DATA TO EXAMINE
::::

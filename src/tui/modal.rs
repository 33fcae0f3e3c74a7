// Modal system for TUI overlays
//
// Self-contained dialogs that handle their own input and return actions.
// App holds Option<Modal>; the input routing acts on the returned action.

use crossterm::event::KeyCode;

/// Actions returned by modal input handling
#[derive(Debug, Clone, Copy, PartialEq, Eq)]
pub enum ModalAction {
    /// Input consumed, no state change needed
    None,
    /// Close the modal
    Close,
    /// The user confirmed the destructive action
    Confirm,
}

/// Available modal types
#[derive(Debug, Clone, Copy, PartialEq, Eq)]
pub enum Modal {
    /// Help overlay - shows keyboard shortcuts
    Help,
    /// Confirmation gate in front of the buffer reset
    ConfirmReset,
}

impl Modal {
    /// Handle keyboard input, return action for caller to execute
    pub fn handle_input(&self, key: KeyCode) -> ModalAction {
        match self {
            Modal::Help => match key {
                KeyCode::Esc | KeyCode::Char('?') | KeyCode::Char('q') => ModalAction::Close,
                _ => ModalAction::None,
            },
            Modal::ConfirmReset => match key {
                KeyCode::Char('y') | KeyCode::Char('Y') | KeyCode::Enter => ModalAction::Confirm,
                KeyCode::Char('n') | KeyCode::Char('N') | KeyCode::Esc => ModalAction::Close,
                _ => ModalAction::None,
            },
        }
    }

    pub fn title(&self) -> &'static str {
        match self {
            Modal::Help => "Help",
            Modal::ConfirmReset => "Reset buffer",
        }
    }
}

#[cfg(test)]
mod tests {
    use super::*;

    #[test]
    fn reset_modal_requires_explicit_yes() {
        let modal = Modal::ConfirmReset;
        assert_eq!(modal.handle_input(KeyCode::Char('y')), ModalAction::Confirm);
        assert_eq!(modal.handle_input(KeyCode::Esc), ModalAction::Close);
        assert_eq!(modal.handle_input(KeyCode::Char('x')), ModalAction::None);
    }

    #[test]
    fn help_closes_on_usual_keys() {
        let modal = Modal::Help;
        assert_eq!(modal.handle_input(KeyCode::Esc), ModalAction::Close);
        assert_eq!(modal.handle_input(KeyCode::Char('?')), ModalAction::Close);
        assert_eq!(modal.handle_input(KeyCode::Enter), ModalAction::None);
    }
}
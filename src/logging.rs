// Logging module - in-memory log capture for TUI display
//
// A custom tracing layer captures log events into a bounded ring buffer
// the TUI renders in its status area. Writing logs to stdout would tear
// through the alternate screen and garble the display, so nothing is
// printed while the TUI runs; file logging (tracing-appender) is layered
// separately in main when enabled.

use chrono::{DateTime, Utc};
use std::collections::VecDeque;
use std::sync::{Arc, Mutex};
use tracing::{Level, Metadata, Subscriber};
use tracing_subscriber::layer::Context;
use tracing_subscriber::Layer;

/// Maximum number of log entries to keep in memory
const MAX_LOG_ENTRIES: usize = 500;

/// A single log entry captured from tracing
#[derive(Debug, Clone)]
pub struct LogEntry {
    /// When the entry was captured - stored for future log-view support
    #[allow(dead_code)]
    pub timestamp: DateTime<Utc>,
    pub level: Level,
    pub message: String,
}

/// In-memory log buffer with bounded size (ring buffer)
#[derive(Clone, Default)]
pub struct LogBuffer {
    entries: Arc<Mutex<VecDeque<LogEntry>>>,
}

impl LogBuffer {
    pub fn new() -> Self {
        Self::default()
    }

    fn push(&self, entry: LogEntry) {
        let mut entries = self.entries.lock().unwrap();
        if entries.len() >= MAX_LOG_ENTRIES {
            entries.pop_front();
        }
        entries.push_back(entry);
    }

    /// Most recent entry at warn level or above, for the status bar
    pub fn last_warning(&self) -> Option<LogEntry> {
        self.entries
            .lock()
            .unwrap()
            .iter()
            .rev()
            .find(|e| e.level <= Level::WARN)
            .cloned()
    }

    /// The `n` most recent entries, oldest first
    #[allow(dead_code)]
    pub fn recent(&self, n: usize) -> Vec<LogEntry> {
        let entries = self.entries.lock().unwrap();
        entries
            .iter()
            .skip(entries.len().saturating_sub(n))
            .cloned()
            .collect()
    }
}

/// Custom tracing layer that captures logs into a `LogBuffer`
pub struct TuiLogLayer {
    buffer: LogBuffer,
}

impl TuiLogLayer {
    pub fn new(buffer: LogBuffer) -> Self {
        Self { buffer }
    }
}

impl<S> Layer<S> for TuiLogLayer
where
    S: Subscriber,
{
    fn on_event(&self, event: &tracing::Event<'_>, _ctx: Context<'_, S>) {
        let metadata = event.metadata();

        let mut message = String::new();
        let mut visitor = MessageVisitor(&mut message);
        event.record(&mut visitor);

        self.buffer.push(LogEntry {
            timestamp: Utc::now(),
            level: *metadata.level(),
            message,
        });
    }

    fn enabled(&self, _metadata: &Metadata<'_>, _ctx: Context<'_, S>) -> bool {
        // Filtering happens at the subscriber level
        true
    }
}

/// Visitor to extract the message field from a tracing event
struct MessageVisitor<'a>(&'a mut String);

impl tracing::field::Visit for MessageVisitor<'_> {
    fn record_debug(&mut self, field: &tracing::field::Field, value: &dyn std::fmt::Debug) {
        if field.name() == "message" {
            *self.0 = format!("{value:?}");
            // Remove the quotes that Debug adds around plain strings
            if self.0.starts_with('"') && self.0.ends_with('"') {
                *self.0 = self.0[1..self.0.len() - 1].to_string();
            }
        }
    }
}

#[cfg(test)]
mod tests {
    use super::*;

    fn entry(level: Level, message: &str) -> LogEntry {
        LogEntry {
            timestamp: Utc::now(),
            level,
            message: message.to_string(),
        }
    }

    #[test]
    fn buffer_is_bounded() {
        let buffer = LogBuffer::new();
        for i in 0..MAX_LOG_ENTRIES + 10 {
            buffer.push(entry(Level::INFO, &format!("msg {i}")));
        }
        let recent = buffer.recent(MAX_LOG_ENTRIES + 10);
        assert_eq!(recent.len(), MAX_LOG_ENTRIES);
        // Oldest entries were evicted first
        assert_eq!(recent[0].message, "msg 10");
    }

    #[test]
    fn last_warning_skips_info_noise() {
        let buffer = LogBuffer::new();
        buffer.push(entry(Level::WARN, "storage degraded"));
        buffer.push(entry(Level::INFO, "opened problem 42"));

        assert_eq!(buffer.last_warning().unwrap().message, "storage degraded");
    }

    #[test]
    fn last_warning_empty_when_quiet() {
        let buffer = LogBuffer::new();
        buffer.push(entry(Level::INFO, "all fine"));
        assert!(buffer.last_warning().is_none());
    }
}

::::

Repeat all the entries above without altering anything.

SOLUTION FOR THIS EXERCISE
filename src/tui/modal.rs
repository 33fcae0f3e3c74a7
// Modal system for TUI overlays
//
// Self-contained dialogs that handle their own input and return actions.
// App holds Option<Modal>; the input routing acts on the returned action.

use crossterm::event::KeyCode;

/// Actions returned by modal input handling
#[derive(Debug, Clone, Copy, PartialEq, Eq)]
pub enum ModalAction {
    /// Input consumed, no state change needed
    None,
    /// Close the modal
    Close,
    /// The user confirmed the destructive action
    Confirm,
}

/// Available modal types
#[derive(Debug, Clone, Copy, PartialEq, Eq)]
pub enum Modal {
    /// Help overlay - shows keyboard shortcuts
    Help,
    /// Confirmation gate in front of the buffer reset
    ConfirmReset,
}

impl Modal {
    /// Handle keyboard input, return action for caller to execute
    pub fn handle_input(&self, key: KeyCode) -> ModalAction {
        match self {
            Modal::Help => match key {
                KeyCode::Esc | KeyCode::Char('?') | KeyCode::Char('q') => ModalAction::Close,
                _ => ModalAction::None,
            },
            Modal::ConfirmReset => match key {
                KeyCode::Char('y') | KeyCode::Char('Y') | KeyCode::Enter => ModalAction::Confirm,
                KeyCode::Char('n') | KeyCode::Char('N') | KeyCode::Esc => ModalAction::Close,
                _ => ModalAction::None,
            },
        }
    }

    pub fn title(&self) -> &'static str {
        match self {
            Modal::Help => "Help",
            Modal::ConfirmReset => "Reset buffer",
        }
    }
}

#[cfg(test)]
mod tests {
    use super::*;

    #[test]
    fn reset_modal_requires_explicit_yes() {
        let modal = Modal::ConfirmReset;
        assert_eq!(modal.handle_input(KeyCode::Char('y')), ModalAction::Confirm);
        assert_eq!(modal.handle_input(KeyCode::Esc), ModalAction::Close);
        assert_eq!(modal.handle_input(KeyCode::Char('x')), ModalAction::None);
    }

    #[test]
    fn help_closes_on_usual_keys() {
        let modal = Modal::Help;
        assert_eq!(modal.handle_input(KeyCode::Esc), ModalAction::Close);
        assert_eq!(modal.handle_input(KeyCode::Char('?')), ModalAction::Close);
        assert_eq!(modal.handle_input(KeyCode::Enter), ModalAction::None);
    }
}
filename src/logging.rs
// Logging module - in-memory log capture for TUI display
//
// A custom tracing layer captures log events into a bounded ring buffer
// the TUI renders in its status area. Writing logs to stdout would tear
// through the alternate screen and garble the display, so nothing is
// printed while the TUI runs; file logging (tracing-appender) is layered
// separately in main when enabled.

use chrono::{DateTime, Utc};
use std::collections::VecDeque;
use std::sync::{Arc, Mutex};
use tracing::{Level, Metadata, Subscriber};
use tracing_subscriber::layer::Context;
use tracing_subscriber::Layer;

/// Maximum number of log entries to keep in memory
const MAX_LOG_ENTRIES: usize = 500;

/// A single log entry captured from tracing
#[derive(Debug, Clone)]
pub struct LogEntry {
    /// When the entry was captured - stored for future log-view support
    #[allow(dead_code)]
    pub timestamp: DateTime<Utc>,
    pub level: Level,
    pub message: String,
}

/// In-memory log buffer with bounded size (ring buffer)
#[derive(Clone, Default)]
pub struct LogBuffer {
    entries: Arc<Mutex<VecDeque<LogEntry>>>,
}

impl LogBuffer {
    pub fn new() -> Self {
        Self::default()
    }

    fn push(&self, entry: LogEntry) {
        let mut entries = self.entries.lock().unwrap();
        if entries.len() >= MAX_LOG_ENTRIES {
            entries.pop_front();
        }
        entries.push_back(entry);
    }

    /// Most recent entry at warn level or above, for the status bar
    pub fn last_warning(&self) -> Option<LogEntry> {
        self.entries
            .lock()
            .unwrap()
            .iter()
            .rev()
            .find(|e| e.level <= Level::WARN)
            .cloned()
    }

    /// The `n` most recent entries, oldest first
    #[allow(dead_code)]
    pub fn recent(&self, n: usize) -> Vec<LogEntry> {
        let entries = self.entries.lock().unwrap();
        entries
            .iter()
            .skip(entries.len().saturating_sub(n))
            .cloned()
            .collect()
    }
}

/// Custom tracing layer that captures logs into a `LogBuffer`
pub struct TuiLogLayer {
    buffer: LogBuffer,
}

impl TuiLogLayer {
    pub fn new(buffer: LogBuffer) -> Self {
        Self { buffer }
    }
}

impl<S> Layer<S> for TuiLogLayer
where
    S: Subscriber,
{
    fn on_event(&self, event: &tracing::Event<'_>, _ctx: Context<'_, S>) {
        let metadata = event.metadata();

        let mut message = String::new();
        let mut visitor = MessageVisitor(&mut message);
        event.record(&mut visitor);

        self.buffer.push(LogEntry {
            timestamp: Utc::now(),
            level: *metadata.level(),
            message,
        });
    }

    fn enabled(&self, _metadata: &Metadata<'_>, _ctx: Context<'_, S>) -> bool {
        // Filtering happens at the subscriber level
        true
    }
}

/// Visitor to extract the message field from a tracing event
struct MessageVisitor<'a>(&'a mut String);

impl tracing::field::Visit for MessageVisitor<'_> {
    fn record_debug(&mut self, field: &tracing::field::Field, value: &dyn std::fmt::Debug) {
        if field.name() == "message" {
            *self.0 = format!("{value:?}");
            // Remove the quotes that Debug adds around plain strings
            if self.0.starts_with('"') && self.0.ends_with('"') {
                *self.0 = self.0[1..self.0.len() - 1].to_string();
            }
        }
    }
}

#[cfg(test)]
mod tests {
    use super::*;

    fn entry(level: Level, message: &str) -> LogEntry {
        LogEntry {
            timestamp: Utc::now(),
            level,
            message: message.to_string(),
        }
    }

    #[test]
    fn buffer_is_bounded() {
        let buffer = LogBuffer::new();
        for i in 0..MAX_LOG_ENTRIES + 10 {
            buffer.push(entry(Level::INFO, &format!("msg {i}")));
        }
        let recent = buffer.recent(MAX_LOG_ENTRIES + 10);
        assert_eq!(recent.len(), MAX_LOG_ENTRIES);
        // Oldest entries were evicted first
        assert_eq!(recent[0].message, "msg 10");
    }

    #[test]
    fn last_warning_skips_info_noise() {
        let buffer = LogBuffer::new();
        buffer.push(entry(Level::WARN, "storage degraded"));
        buffer.push(entry(Level::INFO, "opened problem 42"));

        assert_eq!(buffer.last_warning().unwrap().message, "storage degraded");
    }

    #[test]
    fn last_warning_empty_when_quiet() {
        let buffer = LogBuffer::new();
        buffer.push(entry(Level::INFO, "all fine"));
        assert!(buffer.last_warning().is_none());
    }
}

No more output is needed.